▸ TRY IT
Go through the lines below and copy any that hold the string "FixedOffset".

▸ AVAILABLE DATA
___

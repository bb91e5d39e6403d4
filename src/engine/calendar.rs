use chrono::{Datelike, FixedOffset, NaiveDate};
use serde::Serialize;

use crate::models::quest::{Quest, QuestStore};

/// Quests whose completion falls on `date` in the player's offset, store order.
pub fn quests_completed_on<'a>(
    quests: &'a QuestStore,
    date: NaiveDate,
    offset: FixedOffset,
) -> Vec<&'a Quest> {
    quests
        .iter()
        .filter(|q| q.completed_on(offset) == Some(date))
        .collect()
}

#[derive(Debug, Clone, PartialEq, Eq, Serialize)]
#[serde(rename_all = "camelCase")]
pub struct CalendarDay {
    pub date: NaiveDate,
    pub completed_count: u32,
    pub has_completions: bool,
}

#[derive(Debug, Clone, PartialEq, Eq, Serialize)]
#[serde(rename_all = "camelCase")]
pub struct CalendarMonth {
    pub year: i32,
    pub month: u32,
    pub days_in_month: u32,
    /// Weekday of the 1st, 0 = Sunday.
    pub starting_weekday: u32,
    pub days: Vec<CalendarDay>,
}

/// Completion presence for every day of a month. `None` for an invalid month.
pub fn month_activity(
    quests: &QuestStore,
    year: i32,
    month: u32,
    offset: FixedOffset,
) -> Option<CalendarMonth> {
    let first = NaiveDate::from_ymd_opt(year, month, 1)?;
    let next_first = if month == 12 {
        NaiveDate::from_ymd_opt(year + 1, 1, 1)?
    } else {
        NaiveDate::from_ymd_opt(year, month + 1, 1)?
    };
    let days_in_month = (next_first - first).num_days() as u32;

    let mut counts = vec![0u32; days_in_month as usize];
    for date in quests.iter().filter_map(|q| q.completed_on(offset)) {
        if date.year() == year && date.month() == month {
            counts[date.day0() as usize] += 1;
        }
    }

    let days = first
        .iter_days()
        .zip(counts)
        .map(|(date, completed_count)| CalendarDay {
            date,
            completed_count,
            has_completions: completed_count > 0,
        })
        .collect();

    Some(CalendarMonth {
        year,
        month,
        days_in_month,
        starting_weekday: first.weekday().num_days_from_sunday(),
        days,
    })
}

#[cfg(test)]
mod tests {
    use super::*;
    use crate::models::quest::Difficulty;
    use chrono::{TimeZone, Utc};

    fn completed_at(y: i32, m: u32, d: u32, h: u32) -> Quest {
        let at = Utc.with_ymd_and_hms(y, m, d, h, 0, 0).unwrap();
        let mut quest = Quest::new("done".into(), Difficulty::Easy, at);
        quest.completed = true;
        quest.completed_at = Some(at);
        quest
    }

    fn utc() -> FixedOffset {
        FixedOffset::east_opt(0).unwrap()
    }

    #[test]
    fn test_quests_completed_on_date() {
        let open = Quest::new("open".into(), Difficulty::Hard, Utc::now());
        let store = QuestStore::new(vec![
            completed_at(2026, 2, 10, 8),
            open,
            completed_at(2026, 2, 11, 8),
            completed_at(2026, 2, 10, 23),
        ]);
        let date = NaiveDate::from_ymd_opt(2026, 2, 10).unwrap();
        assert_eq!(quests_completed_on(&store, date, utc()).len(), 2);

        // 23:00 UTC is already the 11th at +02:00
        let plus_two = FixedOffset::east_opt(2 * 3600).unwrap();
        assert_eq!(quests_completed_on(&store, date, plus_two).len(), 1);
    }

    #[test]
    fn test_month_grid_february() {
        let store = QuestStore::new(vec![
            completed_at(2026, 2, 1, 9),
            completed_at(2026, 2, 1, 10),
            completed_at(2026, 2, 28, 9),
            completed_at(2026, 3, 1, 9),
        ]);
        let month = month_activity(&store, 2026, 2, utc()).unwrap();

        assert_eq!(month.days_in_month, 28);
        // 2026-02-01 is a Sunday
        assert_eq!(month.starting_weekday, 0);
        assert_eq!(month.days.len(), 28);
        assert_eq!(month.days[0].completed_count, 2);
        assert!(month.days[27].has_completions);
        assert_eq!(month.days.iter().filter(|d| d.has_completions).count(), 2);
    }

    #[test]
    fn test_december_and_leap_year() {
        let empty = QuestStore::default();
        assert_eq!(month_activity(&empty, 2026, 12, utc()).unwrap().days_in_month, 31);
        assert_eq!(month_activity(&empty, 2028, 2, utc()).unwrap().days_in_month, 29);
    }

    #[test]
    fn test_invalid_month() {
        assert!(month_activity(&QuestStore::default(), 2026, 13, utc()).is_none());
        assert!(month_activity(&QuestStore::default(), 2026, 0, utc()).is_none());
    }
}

___

▸ SOLUTION BELOW
use chrono::{Datelike, FixedOffset, NaiveDate};
    offset: FixedOffset,
    offset: FixedOffset,
    fn utc() -> FixedOffset {
        FixedOffset::east_opt(0).unwrap()
        let plus_two = FixedOffset::east_opt(2 * 3600).unwrap();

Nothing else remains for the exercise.